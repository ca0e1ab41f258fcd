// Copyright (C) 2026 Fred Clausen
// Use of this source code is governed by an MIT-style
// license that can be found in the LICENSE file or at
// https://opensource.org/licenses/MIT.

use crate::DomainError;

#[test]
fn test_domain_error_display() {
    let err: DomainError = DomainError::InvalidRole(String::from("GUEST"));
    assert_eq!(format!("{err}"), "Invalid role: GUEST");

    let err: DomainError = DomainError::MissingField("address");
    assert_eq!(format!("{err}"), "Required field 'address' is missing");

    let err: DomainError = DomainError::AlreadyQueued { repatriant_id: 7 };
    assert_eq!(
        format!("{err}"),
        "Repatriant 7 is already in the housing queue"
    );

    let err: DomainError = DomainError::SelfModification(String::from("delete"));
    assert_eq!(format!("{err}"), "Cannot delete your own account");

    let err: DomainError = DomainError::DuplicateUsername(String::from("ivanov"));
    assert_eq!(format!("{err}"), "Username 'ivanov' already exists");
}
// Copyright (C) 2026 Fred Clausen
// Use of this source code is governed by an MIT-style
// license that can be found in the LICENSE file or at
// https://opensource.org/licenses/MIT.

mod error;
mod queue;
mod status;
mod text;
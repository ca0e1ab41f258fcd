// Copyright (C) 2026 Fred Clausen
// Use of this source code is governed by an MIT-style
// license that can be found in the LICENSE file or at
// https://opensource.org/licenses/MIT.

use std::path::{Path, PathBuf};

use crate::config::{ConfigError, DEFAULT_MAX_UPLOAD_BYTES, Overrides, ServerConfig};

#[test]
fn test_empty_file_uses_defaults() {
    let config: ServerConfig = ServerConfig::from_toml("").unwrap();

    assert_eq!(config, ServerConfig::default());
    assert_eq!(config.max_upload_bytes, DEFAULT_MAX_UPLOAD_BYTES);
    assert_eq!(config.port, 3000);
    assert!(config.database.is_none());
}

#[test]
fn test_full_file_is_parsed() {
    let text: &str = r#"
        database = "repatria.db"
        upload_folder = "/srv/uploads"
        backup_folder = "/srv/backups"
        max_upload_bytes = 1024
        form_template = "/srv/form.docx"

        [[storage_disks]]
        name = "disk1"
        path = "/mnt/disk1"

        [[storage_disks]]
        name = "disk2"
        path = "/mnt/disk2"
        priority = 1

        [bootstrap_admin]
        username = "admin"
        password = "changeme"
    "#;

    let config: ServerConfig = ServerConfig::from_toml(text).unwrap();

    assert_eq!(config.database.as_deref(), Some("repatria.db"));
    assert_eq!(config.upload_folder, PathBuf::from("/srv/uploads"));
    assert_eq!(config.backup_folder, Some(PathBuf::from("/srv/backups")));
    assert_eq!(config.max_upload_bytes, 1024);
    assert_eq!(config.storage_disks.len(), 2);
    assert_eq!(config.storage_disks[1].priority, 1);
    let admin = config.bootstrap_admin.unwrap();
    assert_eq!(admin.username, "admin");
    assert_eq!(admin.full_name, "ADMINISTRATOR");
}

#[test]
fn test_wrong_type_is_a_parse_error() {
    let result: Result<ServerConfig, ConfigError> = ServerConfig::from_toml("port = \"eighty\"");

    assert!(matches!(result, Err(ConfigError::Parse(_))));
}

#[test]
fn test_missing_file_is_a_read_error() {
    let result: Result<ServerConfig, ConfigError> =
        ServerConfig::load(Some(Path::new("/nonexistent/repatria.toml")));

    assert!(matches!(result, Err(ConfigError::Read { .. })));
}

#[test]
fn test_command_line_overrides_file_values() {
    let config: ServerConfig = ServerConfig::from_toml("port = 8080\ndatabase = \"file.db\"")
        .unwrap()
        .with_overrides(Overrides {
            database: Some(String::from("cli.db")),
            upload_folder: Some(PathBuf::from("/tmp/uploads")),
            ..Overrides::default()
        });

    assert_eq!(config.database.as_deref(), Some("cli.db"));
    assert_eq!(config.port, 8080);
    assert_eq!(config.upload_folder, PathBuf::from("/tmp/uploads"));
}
...
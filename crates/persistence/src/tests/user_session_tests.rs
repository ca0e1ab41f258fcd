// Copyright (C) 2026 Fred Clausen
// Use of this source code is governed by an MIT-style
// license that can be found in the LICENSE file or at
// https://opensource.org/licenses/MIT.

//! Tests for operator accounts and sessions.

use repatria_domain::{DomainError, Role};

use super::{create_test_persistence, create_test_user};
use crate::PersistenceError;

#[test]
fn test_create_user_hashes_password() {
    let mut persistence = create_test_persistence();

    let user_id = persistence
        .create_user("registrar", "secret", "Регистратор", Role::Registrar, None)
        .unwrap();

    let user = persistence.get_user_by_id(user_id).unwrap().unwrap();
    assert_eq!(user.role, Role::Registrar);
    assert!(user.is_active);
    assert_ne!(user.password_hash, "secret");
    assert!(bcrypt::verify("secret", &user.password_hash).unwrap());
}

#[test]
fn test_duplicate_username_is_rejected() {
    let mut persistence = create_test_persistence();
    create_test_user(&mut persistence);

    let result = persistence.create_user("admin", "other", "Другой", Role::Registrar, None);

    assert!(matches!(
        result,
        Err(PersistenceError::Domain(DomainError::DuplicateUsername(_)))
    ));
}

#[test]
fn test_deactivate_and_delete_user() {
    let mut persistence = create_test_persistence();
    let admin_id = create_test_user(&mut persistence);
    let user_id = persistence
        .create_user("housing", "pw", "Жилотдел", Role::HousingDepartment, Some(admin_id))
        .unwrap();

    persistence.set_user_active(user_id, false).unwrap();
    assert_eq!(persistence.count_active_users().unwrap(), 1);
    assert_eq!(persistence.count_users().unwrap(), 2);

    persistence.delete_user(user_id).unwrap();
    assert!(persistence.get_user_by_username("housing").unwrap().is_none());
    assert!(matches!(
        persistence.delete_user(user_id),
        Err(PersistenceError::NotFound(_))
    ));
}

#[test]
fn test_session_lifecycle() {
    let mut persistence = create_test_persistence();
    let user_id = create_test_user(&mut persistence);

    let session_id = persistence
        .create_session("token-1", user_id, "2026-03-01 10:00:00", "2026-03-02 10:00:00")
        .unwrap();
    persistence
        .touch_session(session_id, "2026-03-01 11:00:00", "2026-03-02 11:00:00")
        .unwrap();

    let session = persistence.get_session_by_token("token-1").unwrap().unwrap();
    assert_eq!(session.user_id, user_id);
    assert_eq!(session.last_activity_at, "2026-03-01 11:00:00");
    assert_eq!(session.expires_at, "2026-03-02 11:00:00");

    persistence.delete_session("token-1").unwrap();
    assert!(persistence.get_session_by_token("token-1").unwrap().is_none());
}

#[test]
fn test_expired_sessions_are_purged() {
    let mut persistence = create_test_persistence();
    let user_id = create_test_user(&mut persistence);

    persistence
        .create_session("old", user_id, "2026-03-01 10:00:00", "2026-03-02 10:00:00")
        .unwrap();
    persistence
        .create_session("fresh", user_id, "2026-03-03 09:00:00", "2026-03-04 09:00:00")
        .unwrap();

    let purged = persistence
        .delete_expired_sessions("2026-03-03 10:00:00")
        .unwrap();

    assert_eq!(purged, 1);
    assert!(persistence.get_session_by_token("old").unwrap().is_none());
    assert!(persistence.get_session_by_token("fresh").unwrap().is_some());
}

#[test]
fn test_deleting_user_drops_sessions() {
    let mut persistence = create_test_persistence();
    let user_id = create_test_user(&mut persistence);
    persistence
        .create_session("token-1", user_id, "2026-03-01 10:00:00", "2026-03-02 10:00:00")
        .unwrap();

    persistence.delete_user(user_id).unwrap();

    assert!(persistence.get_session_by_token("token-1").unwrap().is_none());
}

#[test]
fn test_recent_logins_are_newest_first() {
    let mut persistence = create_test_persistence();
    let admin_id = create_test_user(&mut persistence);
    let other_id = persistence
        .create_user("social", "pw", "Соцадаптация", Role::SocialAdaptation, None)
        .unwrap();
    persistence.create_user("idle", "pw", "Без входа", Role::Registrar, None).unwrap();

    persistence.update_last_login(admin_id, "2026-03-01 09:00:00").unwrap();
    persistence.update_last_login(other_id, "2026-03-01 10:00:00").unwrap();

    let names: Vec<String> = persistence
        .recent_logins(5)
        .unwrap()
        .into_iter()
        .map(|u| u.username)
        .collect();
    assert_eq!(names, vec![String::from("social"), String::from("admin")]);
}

Work item – Tell how many lines of the data above hold the string "PathBuf". Give only the number.

Result – 5